- Exercise materials:

_ _ _

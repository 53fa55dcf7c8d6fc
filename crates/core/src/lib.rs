//! # PoroVox Core
//!
//! Core types, traits and persistence for the PoroVox pore-analysis engine.
//!
//! This crate provides:
//! - `Image`: bit-packed 3D binary image plus derived analysis state
//! - `PackedVolume`: the tiled one-bit-per-voxel buffer
//! - `PoreMap`: sharded sparse records for pore voxels
//! - `LayerImage`: the 2D RGBA slice exchange format
//! - Algorithm traits for consistent API
//! - The native volume persistence format

pub mod error;
pub mod io;
pub mod progress;
pub mod volume;

mod maybe_rayon;

pub use error::{Error, Result};
pub use progress::{NullProgress, ProgressAdapter};
pub use volume::{
    FrontSets, Image, LayerImage, PackedVolume, PoreMap, PoreVoxel, Position, VolumeDims,
};

/// Prelude for convenient imports
pub mod prelude {
    pub use crate::error::{Error, Result};
    pub use crate::progress::{NullProgress, ProgressAdapter};
    pub use crate::volume::{
        FrontSets, Image, LayerImage, PackedVolume, PoreMap, PoreVoxel, Position, VolumeDims,
    };
    pub use crate::Algorithm;
}

/// Core trait for all algorithms in PoroVox.
///
/// Algorithms transform input data according to parameters; the free-function
/// forms additionally accept a progress adapter and, where relevant, an
/// injected execution backend.
pub trait Algorithm {
    /// Input type for the algorithm
    type Input;
    /// Output type for the algorithm
    type Output;
    /// Parameters controlling algorithm behavior
    type Params: Default;
    /// Error type for algorithm execution
    type Error: std::error::Error;

    /// Returns the algorithm name
    fn name(&self) -> &'static str;

    /// Returns a description of what the algorithm does
    fn description(&self) -> &'static str;

    /// Execute the algorithm
    fn execute(
        &self,
        input: Self::Input,
        params: Self::Params,
    ) -> std::result::Result<Self::Output, Self::Error>;

    /// Execute with default parameters
    fn execute_default(&self, input: Self::Input) -> std::result::Result<Self::Output, Self::Error> {
        self.execute(input, Self::Params::default())
    }
}

/// Marker trait for algorithms that can be parallelized
pub trait ParallelAlgorithm: Algorithm {
    /// Execute in parallel using available cores
    fn execute_parallel(
        &self,
        input: Self::Input,
        params: Self::Params,
    ) -> std::result::Result<Self::Output, Self::Error>;
}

_ _ _

What lines in the material above include "ProgressAdapter"? Copy every one of them.

pub use progress::{NullProgress, ProgressAdapter};
    pub use crate::progress::{NullProgress, ProgressAdapter};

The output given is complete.